Hope: the dream we carry (Palgrave Macmillan 2021)

The subtitle of Tia’s new book is ‘the dream we carry’ This is a quote (in translation) from Norwegian poet Olav H. Hauge. It describes ‘the dream we carry/ that something wonderful will happen…’

To speak of hope as a dream and as carrying a dream it by no means to contrast dreams with what is real. To the contrary, Hope suggests that dreaming is a form of activism in the world. Carrying a dream, projecting a vision into the world, involves work. It takes planning vigilance, endurance, reconnaissance, pacing. Most of us, individually and collectively, engage in the activity of hoping . We hold on, prepare, and look around for resources and allies to support us in our quest.

That quest may be mundane. It may be extreme. Hope may arise anywhere – as we have seen in our work in hospices and care homes. There is never a fully ‘hopeless’ situation, though there may be varying degrees of realism associated with particular hopes.

So hope can be understood as an orientation to the world that keeps us ready to act when circumstances allow and in ways that seek to carry our dreams. In staying ‘prepared’, we also stay focused, and in staying focused, we can also stay well, that is, live meaningfully. This is one reason why a dream is different from a fantasy, and why hope is different from blind optimism.

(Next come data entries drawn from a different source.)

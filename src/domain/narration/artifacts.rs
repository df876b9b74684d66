use super::model::ChunkArtifact;
use std::path::{Path, PathBuf};

/// File names derived from the final output path.
///
/// For an output `dir/book.mp3`, chunk `i` (1-based in file names) lives at
/// `dir/book_part{i}.mp3` with its text at `dir/book_part{i}-text.txt`, the
/// progress record at `dir/book-state.json` and the extracted text at
/// `dir/book-text.txt`.
#[derive(Debug, Clone, PartialEq, Eq)]
pub struct ArtifactLayout {
    output_path: PathBuf,
    dir: PathBuf,
    stem: String,
    extension: Option<String>,
}

impl ArtifactLayout {
    pub fn for_output(output_path: &Path) -> Self {
        let dir = output_path
            .parent()
            .map(Path::to_path_buf)
            .unwrap_or_default();
        let stem = output_path
            .file_stem()
            .map(|s| s.to_string_lossy().into_owned())
            .unwrap_or_else(|| "output".to_string());
        let extension = output_path
            .extension()
            .map(|e| e.to_string_lossy().into_owned());

        Self {
            output_path: output_path.to_path_buf(),
            dir,
            stem,
            extension,
        }
    }

    pub fn output_path(&self) -> &Path {
        &self.output_path
    }

    pub fn chunk(&self, index: usize) -> ChunkArtifact {
        let part = format!("{}_part{}", self.stem, index + 1);
        let audio_name = match &self.extension {
            Some(ext) => format!("{}.{}", part, ext),
            None => part.clone(),
        };

        ChunkArtifact {
            index,
            audio_path: self.dir.join(audio_name),
            text_sidecar_path: self.dir.join(format!("{}-text.txt", part)),
        }
    }

    pub fn state_path(&self) -> PathBuf {
        self.dir.join(format!("{}-state.json", self.stem))
    }

    pub fn text_path(&self) -> PathBuf {
        self.dir.join(format!("{}-text.txt", self.stem))
    }
}
//! Guarded subprocess execution of rewritten plotting code.
//!
//! The generated source never runs in this process. A wrapper script is
//! written to a scratch workspace together with the source; the wrapper
//! forces the Agg backend, installs an import denylist hook, creates the
//! figure and axes the pipeline owns, executes the source against a
//! namespace of exactly `plt`, `np` and `ax`, and ships the rendered PNG
//! back over stdout as base64 between fixed markers. The figure is closed
//! on every exit path and the whole interpreter dies with the subprocess,
//! so no canvas state survives a failed render.

use async_trait::async_trait;
use base64::{engine::general_purpose::STANDARD, Engine as _};
use std::path::PathBuf;
use std::process::Stdio;
use tokio::process::Command;
use tracing::{info, warn};

use crate::classifier::PlotShape;
use crate::config::ResourceLimits;
use crate::errors::{GraphError, Result};

const PNG_START: &str = "PLOT_PNG_START";
const PNG_END: &str = "PLOT_PNG_END";
const ERROR_START: &str = "PLOT_ERROR_START";
const ERROR_END: &str = "PLOT_ERROR_END";

/// Rendering seam: turns rewritten source + shape into PNG bytes.
#[async_trait]
pub trait PlotRenderer: Send + Sync {
    async fn render(&self, source: &str, shape: &PlotShape) -> Result<Vec<u8>>;
}

/// Production renderer backed by a resource-limited Python subprocess.
pub struct PythonPlotRenderer {
    python_path: PathBuf,
    limits: ResourceLimits,
}

impl PythonPlotRenderer {
    /// Create a renderer, resolving the interpreter from PATH.
    pub fn new() -> Result<Self> {
        let python_path = which::which("python3")
            .or_else(|_| which::which("python"))
            .map_err(|_| GraphError::PythonNotFound)?;
        Ok(Self {
            python_path,
            limits: ResourceLimits::default(),
        })
    }

    /// Create with an explicit interpreter path (bundled Python).
    pub fn with_python_path(python_path: PathBuf) -> Result<Self> {
        if !python_path.exists() {
            return Err(GraphError::PythonNotFound);
        }
        Ok(Self {
            python_path,
            limits: ResourceLimits::default(),
        })
    }

    pub fn with_limits(mut self, limits: ResourceLimits) -> Self {
        self.limits = limits;
        self
    }

    pub fn python_path(&self) -> &PathBuf {
        &self.python_path
    }

    /// Build the wrapper script for one execution.
    ///
    /// The import hook is installed only around the user code: the wrapper's
    /// own matplotlib/numpy imports must run unhooked, and restoring before
    /// `savefig` keeps renderer-internal imports working.
    fn wrapper_script(shape: &PlotShape) -> String {
        let (width, height) = shape.figure_size_or_default();
        let projection = if shape.is_3d {
            ", projection='3d'"
        } else if shape.is_polar {
            ", projection='polar'"
        } else {
            ""
        };

        format!(
            r#"
import sys
import builtins

BLACKLIST = {{'os', 'subprocess', 'socket', 'shutil', 'ctypes', 'urllib', 'requests', 'pty', 'fcntl'}}

original_import = builtins.__import__

def guarded_import(name, globals=None, locals=None, fromlist=(), level=0):
    if level > 0:
        return original_import(name, globals, locals, fromlist, level)
    root = name.split('.')[0]
    if root in BLACKLIST:
        raise ImportError(f"module '{{root}}' is not allowed")
    return original_import(name, globals, locals, fromlist, level)

import matplotlib
matplotlib.use('Agg')
import matplotlib.pyplot as plt
import numpy as np
import base64
import io

with open(sys.argv[1], 'r', encoding='utf-8') as fh:
    source = fh.read()

fig = plt.figure(figsize=({width}, {height}))
try:
    ax = fig.add_subplot(111{projection})
    namespace = {{'plt': plt, 'np': np, 'ax': ax}}
    builtins.__import__ = guarded_import
    try:
        exec(compile(source, '<generated>', 'exec'), namespace)
    except Exception as exc:
        print('{error_start}')
        print(f'{{type(exc).__name__}}: {{exc}}')
        print('{error_end}')
        sys.exit(1)
    finally:
        builtins.__import__ = original_import
    buf = io.BytesIO()
    fig.savefig(buf, format='png', dpi=100, bbox_inches='tight')
    print('{png_start}')
    print(base64.b64encode(buf.getvalue()).decode('ascii'))
    print('{png_end}')
finally:
    plt.close(fig)
"#,
            width = width,
            height = height,
            projection = projection,
            error_start = ERROR_START,
            error_end = ERROR_END,
            png_start = PNG_START,
            png_end = PNG_END,
        )
    }

    #[cfg(unix)]
    fn apply_resource_limits(&self, cmd: &mut Command) {
        let cpu_seconds = self.limits.cpu_seconds;
        #[cfg(not(target_os = "macos"))]
        let memory_bytes = self.limits.memory_mb * 1024 * 1024;
        #[cfg(not(target_os = "macos"))]
        let max_processes = self.limits.max_processes;

        unsafe {
            cmd.pre_exec(move || {
                // New process group so a timeout kill takes children too
                libc::setpgid(0, 0);

                // macOS does not honor RLIMIT_AS / RLIMIT_NPROC properly
                #[cfg(not(target_os = "macos"))]
                {
                    let rlimit = libc::rlimit {
                        rlim_cur: memory_bytes as libc::rlim_t,
                        rlim_max: memory_bytes as libc::rlim_t,
                    };
                    if libc::setrlimit(libc::RLIMIT_AS, &rlimit) != 0 {
                        return Err(std::io::Error::last_os_error());
                    }
                }

                let rlimit = libc::rlimit {
                    rlim_cur: cpu_seconds as libc::rlim_t,
                    rlim_max: cpu_seconds as libc::rlim_t,
                };
                if libc::setrlimit(libc::RLIMIT_CPU, &rlimit) != 0 {
                    return Err(std::io::Error::last_os_error());
                }

                #[cfg(not(target_os = "macos"))]
                {
                    let rlimit = libc::rlimit {
                        rlim_cur: max_processes as libc::rlim_t,
                        rlim_max: max_processes as libc::rlim_t,
                    };
                    if libc::setrlimit(libc::RLIMIT_NPROC, &rlimit) != 0 {
                        return Err(std::io::Error::last_os_error());
                    }
                }

                Ok(())
            });
        }
    }

    #[cfg(not(unix))]
    fn apply_resource_limits(&self, _cmd: &mut Command) {
        // Non-unix platforms rely on the wall-clock timeout only
    }
}

/// Extract the text between two stdout markers, if both are present.
fn extract_between<'a>(stdout: &'a str, start: &str, end: &str) -> Option<&'a str> {
    let begin = stdout.find(start)? + start.len();
    let finish = stdout[begin..].find(end)? + begin;
    Some(stdout[begin..finish].trim())
}

#[async_trait]
impl PlotRenderer for PythonPlotRenderer {
    async fn render(&self, source: &str, shape: &PlotShape) -> Result<Vec<u8>> {
        // Scratch workspace holding the wrapper and the source; removed on drop
        let workspace = tempfile::Builder::new().prefix("plotbot-").tempdir()?;
        let runner_path = workspace.path().join("runner.py");
        let source_path = workspace.path().join("plot_source.py");
        tokio::fs::write(&runner_path, Self::wrapper_script(shape)).await?;
        tokio::fs::write(&source_path, source).await?;

        let mut cmd = Command::new(&self.python_path);
        cmd.arg(&runner_path)
            .arg(&source_path)
            .stdin(Stdio::null())
            .stdout(Stdio::piped())
            .stderr(Stdio::piped())
            .env("PYTHONIOENCODING", "utf-8")
            .env("MPLBACKEND", "Agg")
            .env("OMP_NUM_THREADS", self.limits.max_threads.to_string())
            .env("OPENBLAS_NUM_THREADS", self.limits.max_threads.to_string())
            .env("MKL_NUM_THREADS", self.limits.max_threads.to_string());

        self.apply_resource_limits(&mut cmd);

        let child = cmd.spawn()?;
        let pid = child.id();

        let output = match tokio::time::timeout(self.limits.timeout, child.wait_with_output()).await
        {
            Ok(result) => result?,
            Err(_) => {
                warn!("plot execution exceeded {:?}, killing", self.limits.timeout);
                #[cfg(unix)]
                {
                    if let Some(pid) = pid {
                        unsafe {
                            libc::kill(-(pid as i32), libc::SIGKILL);
                        }
                    }
                }
                #[cfg(not(unix))]
                let _ = pid;
                return Err(GraphError::Timeout);
            }
        };

        let stdout = String::from_utf8_lossy(&output.stdout);
        let stderr = String::from_utf8_lossy(&output.stderr);

        if let Some(message) = extract_between(&stdout, ERROR_START, ERROR_END) {
            return Err(GraphError::Execution(message.to_string()));
        }

        if let Some(encoded) = extract_between(&stdout, PNG_START, PNG_END) {
            let compact: String = encoded.chars().filter(|c| !c.is_whitespace()).collect();
            let bytes = STANDARD
                .decode(compact.as_bytes())
                .map_err(|e| GraphError::Execution(format!("invalid image payload: {e}")))?;
            info!("rendered plot ({} bytes)", bytes.len());
            return Ok(bytes);
        }

        if stderr.contains("MemoryError") {
            return Err(GraphError::Execution("memory limit exceeded".to_string()));
        }
        let detail = stderr.trim();
        if detail.is_empty() {
            return Err(GraphError::Execution(format!(
                "plot process exited with {}",
                output.status
            )));
        }
        Err(GraphError::Execution(detail.to_string()))
    }
}

#[cfg(test)]
mod tests {
    use super::*;
    use crate::classifier::classify;

    #[test]
    fn wrapper_uses_default_2d_subplot() {
        let script = PythonPlotRenderer::wrapper_script(&classify("ax.plot(x, y)"));
        assert!(script.contains("fig.add_subplot(111)"));
        assert!(script.contains("figsize=(10, 6)"));
    }

    #[test]
    fn wrapper_selects_3d_projection() {
        let script = PythonPlotRenderer::wrapper_script(&classify("ax.plot3D(x, y, z)"));
        assert!(script.contains("projection='3d'"));
        assert!(script.contains("figsize=(10, 8)"));
    }

    #[test]
    fn wrapper_selects_polar_projection() {
        let script =
            PythonPlotRenderer::wrapper_script(&classify("ax = plt.gca(projection='polar')"));
        assert!(script.contains("projection='polar'"));
    }

    #[test]
    fn wrapper_honors_explicit_figsize() {
        let script = PythonPlotRenderer::wrapper_script(&classify("figsize=(12, 7)\nax.plot(x)"));
        assert!(script.contains("figsize=(12, 7)"));
    }

    #[test]
    fn wrapper_namespace_is_exactly_three_names() {
        let script = PythonPlotRenderer::wrapper_script(&classify("ax.plot(x, y)"));
        assert!(script.contains("namespace = {'plt': plt, 'np': np, 'ax': ax}"));
        assert!(script.contains("plt.close(fig)"));
    }

    #[test]
    fn marker_extraction() {
        let stdout = format!("noise\n{PNG_START}\nYWJj\n{PNG_END}\n");
        assert_eq!(extract_between(&stdout, PNG_START, PNG_END), Some("YWJj"));
        assert_eq!(extract_between("no markers", PNG_START, PNG_END), None);
    }

    #[test]
    fn marker_extraction_requires_closing_marker() {
        let stdout = format!("{ERROR_START}\nNameError: x");
        assert_eq!(extract_between(&stdout, ERROR_START, ERROR_END), None);
    }

    // Requires a system python3 with matplotlib + numpy installed.
    #[tokio::test]
    #[ignore]
    async fn renders_a_real_line_plot() {
        let renderer = PythonPlotRenderer::new().unwrap();
        let source = "ax.plot([0, 1, 2], [0, 1, 4])\nax.set_title('squares')";
        let shape = classify(source);
        let bytes = renderer.render(source, &shape).await.unwrap();
        assert!(bytes.starts_with(&[0x89, b'P', b'N', b'G']));
    }

    // Requires a system python3 with matplotlib + numpy installed.
    #[tokio::test]
    #[ignore]
    async fn runtime_error_is_reported_not_raised() {
        let renderer = PythonPlotRenderer::new().unwrap();
        let source = "ax.plot(undefined_name)";
        let shape = classify(source);
        let err = renderer.render(source, &shape).await.unwrap_err();
        assert!(matches!(err, GraphError::Execution(_)));
        assert!(err.to_string().contains("NameError"));
    }
}
//! Denylist filter over generated plotting code.
//!
//! Substring matching, not parsing: a variable named `reopen` is a false
//! positive and an aliased import slips through. The denylist is a guardrail
//! for honest model output; real isolation comes from the rendering
//! subprocess limits.

use tracing::warn;

use crate::errors::{GraphError, Result};

/// Modules the generated code must not import.
const FORBIDDEN_IMPORTS: &[&str] = &["os", "sys", "subprocess", "eval", "exec"];

/// Calls that reject the whole input when they appear anywhere in a line.
const FORBIDDEN_CALLS: &[&str] = &["eval", "exec", "open"];

/// Figure-lifecycle commands the pipeline owns; matching lines are dropped,
/// not rejected, so model output that sets its own figure size still renders.
const STRIPPED_COMMANDS: &[&str] = &["plt.figure", "plt.show", "plt.close"];

/// Validate generated source and strip figure-lifecycle lines.
///
/// Fails with [`GraphError::Validation`] on the first forbidden import or
/// dangerous call; never returns partially filtered text in that case.
pub fn sanitize(source: &str) -> Result<String> {
    let kept: Vec<&str> = source
        .lines()
        .filter(|line| !STRIPPED_COMMANDS.iter().any(|cmd| line.contains(cmd)))
        .collect();

    for line in &kept {
        for module in FORBIDDEN_IMPORTS {
            if line.contains(&format!("import {module}")) || line.contains(&format!("from {module}"))
            {
                warn!("forbidden import detected: {module}");
                return Err(GraphError::Validation(format!(
                    "forbidden import detected: {module}"
                )));
            }
        }

        if FORBIDDEN_CALLS.iter().any(|call| line.contains(call)) {
            warn!("potentially dangerous function call detected");
            return Err(GraphError::Validation(
                "potentially dangerous function calls detected".to_string(),
            ));
        }
    }

    Ok(kept.join("\n"))
}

“As we make hope, individually, collectively, in and through the many ways we play creatively with time, we produce a warp for future realities. Hope is never passive: it is a technique of world-making – we project our hopes into the world and in ways that alter those worlds and the ways they are perceived. This imaginative activity involves showcasing to ourselves and others thoughts and images of ‘the future’ and images of ‘the past’ (including of course ourselves within these). It involves sidelining other thoughts and images that might lead us to despair. To hope is to be creative and, even when conducted in isolation, hope is social in origins, in orientation and in its potential consequences, rearranging horizons of experience and expectation. Hope foregrounds and backgrounds features of our lives. It knits the now to the then and the later and does so according to the patterns we improvise and negotiate with others, and imagined others, in the world. It embellishes stories of what will or can happen. And this activity not only makes it easier to endure the now; it is also generative of what we can do from within, and about, the now as it becomes the then. In this sense, hope is the ultimate dream we carry – when we hope we are imbued with purpose and meaning, and we are connected to a vision of the world. And as such, we are emboldened and empowered to carry very many more particular dreams together and individually – in all the senses of carrying we have considered – thereby making what is dreamed of as the future present.”